* [Your task] Run through the records and, wherever a line holds the word "bool", return that line.
──────── Given information
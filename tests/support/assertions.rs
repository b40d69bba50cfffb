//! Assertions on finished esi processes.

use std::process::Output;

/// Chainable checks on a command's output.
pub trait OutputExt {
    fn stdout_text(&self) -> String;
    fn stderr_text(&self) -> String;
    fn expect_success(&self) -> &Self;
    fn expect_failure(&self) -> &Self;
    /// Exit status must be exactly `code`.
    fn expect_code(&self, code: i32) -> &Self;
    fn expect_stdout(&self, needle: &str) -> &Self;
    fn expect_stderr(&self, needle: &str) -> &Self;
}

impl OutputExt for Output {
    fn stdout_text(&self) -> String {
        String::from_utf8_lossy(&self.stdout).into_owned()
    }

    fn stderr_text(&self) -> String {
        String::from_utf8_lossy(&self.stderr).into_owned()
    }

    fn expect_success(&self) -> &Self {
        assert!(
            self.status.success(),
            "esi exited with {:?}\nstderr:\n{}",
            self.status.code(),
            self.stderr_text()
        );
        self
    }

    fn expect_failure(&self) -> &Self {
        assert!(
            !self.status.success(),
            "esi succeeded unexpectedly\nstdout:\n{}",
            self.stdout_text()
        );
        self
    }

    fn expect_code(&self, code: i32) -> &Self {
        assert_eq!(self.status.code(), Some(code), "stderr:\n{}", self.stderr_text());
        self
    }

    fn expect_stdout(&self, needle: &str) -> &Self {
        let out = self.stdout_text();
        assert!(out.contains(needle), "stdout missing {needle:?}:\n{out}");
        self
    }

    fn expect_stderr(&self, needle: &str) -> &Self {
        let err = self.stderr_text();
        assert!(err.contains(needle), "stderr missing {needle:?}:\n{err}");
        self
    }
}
────────────────
──────── Given information
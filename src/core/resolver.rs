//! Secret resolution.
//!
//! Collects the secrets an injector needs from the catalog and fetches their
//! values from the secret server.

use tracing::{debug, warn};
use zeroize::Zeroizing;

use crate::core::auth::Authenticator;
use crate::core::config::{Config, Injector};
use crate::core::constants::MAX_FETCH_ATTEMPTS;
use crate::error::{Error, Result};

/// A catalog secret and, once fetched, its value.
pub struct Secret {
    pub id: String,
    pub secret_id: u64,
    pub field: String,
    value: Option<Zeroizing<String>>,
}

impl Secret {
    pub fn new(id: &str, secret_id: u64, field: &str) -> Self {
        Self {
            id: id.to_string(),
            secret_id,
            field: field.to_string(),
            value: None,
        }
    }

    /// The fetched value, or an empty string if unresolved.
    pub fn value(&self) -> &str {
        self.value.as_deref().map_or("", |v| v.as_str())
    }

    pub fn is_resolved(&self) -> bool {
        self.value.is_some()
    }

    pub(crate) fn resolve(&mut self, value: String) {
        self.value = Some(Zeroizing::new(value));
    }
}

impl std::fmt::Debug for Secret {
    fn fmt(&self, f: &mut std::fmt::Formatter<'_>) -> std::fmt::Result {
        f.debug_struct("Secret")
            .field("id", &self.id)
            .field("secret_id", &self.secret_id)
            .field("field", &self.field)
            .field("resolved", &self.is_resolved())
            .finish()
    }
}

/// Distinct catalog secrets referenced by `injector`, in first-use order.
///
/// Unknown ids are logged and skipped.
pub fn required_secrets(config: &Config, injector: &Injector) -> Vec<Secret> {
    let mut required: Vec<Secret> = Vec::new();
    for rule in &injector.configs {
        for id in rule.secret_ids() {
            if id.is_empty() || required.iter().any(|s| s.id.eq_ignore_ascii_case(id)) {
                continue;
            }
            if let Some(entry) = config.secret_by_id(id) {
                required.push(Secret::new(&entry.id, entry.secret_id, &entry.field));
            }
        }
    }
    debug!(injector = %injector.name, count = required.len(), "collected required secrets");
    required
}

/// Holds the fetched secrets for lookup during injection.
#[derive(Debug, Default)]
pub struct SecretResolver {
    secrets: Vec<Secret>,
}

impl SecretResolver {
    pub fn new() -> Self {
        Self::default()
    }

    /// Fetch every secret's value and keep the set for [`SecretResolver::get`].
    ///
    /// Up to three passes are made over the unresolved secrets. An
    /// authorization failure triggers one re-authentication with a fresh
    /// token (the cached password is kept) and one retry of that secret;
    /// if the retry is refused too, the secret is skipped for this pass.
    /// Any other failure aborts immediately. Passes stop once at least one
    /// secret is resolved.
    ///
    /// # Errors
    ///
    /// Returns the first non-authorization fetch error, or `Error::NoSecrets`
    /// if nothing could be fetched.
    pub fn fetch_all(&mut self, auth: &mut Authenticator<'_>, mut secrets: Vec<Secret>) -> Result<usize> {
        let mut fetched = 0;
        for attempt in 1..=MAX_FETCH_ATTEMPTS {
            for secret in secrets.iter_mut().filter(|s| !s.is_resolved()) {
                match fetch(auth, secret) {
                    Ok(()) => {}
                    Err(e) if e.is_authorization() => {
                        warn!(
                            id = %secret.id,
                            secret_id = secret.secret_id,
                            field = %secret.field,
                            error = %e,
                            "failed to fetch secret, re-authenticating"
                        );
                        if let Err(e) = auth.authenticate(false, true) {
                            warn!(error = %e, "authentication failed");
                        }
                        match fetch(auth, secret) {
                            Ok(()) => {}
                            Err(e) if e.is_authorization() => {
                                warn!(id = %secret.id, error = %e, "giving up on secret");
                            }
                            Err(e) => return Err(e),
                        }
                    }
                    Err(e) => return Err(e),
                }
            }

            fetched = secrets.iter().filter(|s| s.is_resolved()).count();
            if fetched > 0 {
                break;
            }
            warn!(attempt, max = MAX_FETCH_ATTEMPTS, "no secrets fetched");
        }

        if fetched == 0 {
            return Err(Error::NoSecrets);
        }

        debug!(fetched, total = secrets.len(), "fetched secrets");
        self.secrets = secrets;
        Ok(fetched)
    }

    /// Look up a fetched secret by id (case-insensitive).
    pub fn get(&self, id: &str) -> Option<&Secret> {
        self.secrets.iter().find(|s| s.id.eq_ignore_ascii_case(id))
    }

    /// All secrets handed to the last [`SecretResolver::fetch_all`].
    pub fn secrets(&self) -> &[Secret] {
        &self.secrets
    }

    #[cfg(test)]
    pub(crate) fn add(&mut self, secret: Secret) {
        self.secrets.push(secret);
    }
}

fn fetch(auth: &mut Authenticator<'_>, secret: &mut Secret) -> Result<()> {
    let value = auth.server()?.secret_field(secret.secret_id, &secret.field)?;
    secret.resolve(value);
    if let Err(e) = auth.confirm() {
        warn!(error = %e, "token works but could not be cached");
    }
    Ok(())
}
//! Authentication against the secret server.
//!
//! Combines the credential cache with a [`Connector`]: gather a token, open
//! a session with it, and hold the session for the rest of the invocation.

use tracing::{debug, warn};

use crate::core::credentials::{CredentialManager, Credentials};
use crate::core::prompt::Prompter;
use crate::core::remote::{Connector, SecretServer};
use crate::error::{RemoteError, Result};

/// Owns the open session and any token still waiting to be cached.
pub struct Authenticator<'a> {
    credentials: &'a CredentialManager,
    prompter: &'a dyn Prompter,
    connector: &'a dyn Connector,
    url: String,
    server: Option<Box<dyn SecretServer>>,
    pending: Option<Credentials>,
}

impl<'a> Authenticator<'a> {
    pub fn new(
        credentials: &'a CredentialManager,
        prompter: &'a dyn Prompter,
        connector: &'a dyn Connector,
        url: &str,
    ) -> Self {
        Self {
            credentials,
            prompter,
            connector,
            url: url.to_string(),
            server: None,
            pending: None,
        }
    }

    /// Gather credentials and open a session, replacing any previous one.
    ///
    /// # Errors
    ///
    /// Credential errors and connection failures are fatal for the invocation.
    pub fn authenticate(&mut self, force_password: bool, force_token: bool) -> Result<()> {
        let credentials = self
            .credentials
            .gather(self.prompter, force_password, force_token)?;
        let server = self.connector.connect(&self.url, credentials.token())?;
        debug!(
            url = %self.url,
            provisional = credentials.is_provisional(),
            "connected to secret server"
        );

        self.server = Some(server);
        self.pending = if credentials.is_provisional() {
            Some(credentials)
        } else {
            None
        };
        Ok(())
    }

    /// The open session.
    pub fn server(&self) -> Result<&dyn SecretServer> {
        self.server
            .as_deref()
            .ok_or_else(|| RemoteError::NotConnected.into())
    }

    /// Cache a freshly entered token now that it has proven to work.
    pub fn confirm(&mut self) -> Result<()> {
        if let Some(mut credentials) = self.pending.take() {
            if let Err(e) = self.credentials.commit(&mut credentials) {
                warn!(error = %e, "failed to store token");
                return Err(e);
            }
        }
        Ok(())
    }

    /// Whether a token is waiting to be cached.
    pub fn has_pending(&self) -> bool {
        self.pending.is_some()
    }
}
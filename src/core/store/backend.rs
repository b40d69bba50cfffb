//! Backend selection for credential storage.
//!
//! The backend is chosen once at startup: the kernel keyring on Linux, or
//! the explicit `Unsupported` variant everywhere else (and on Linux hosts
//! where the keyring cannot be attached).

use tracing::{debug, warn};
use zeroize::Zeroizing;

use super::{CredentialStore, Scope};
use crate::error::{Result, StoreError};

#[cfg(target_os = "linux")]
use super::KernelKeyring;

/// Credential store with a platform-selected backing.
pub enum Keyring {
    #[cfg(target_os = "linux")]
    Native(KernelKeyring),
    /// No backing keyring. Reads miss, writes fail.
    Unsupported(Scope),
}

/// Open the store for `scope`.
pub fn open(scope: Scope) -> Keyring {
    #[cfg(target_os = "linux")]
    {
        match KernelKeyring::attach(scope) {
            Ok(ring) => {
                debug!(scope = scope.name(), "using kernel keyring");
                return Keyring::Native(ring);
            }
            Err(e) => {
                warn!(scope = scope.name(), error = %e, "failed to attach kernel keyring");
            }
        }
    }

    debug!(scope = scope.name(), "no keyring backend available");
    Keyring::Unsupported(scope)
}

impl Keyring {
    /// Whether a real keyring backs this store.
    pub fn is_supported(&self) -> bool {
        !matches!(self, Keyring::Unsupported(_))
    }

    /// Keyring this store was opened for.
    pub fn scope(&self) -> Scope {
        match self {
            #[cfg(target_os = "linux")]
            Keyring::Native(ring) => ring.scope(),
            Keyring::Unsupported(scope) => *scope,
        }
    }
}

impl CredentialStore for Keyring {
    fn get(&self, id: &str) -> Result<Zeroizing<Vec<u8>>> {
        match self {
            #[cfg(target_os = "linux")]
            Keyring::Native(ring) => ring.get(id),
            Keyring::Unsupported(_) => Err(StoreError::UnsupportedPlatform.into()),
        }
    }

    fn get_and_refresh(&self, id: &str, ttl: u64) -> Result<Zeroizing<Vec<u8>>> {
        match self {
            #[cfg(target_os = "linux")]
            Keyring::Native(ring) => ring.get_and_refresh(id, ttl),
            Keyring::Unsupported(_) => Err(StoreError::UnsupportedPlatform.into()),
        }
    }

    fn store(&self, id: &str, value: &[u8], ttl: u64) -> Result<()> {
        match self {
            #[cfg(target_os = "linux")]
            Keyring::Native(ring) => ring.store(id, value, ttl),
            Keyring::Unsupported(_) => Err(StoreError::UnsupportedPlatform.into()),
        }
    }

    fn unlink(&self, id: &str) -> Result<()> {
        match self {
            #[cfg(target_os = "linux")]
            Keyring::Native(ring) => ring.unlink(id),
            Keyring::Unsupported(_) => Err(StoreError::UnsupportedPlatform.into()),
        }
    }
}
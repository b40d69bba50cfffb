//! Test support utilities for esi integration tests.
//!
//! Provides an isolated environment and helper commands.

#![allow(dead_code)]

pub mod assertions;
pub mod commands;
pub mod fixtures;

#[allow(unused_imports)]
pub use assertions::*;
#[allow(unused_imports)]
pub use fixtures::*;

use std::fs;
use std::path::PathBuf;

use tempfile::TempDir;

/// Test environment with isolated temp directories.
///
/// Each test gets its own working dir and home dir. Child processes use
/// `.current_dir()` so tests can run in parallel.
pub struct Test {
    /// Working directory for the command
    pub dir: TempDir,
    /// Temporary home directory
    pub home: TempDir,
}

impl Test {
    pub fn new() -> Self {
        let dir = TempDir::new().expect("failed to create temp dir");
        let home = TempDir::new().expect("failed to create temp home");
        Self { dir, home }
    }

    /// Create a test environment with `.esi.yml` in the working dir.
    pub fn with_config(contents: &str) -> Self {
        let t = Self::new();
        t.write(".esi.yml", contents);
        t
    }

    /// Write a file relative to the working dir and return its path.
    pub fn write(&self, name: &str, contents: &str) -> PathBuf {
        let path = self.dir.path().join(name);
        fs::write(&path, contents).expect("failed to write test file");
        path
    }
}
────────────────
* [Task output]
    pub fn is_resolved(&self) -> bool {
    pub fn authenticate(&mut self, force_password: bool, force_token: bool) -> Result<()> {
    pub fn has_pending(&self) -> bool {
    pub fn is_supported(&self) -> bool {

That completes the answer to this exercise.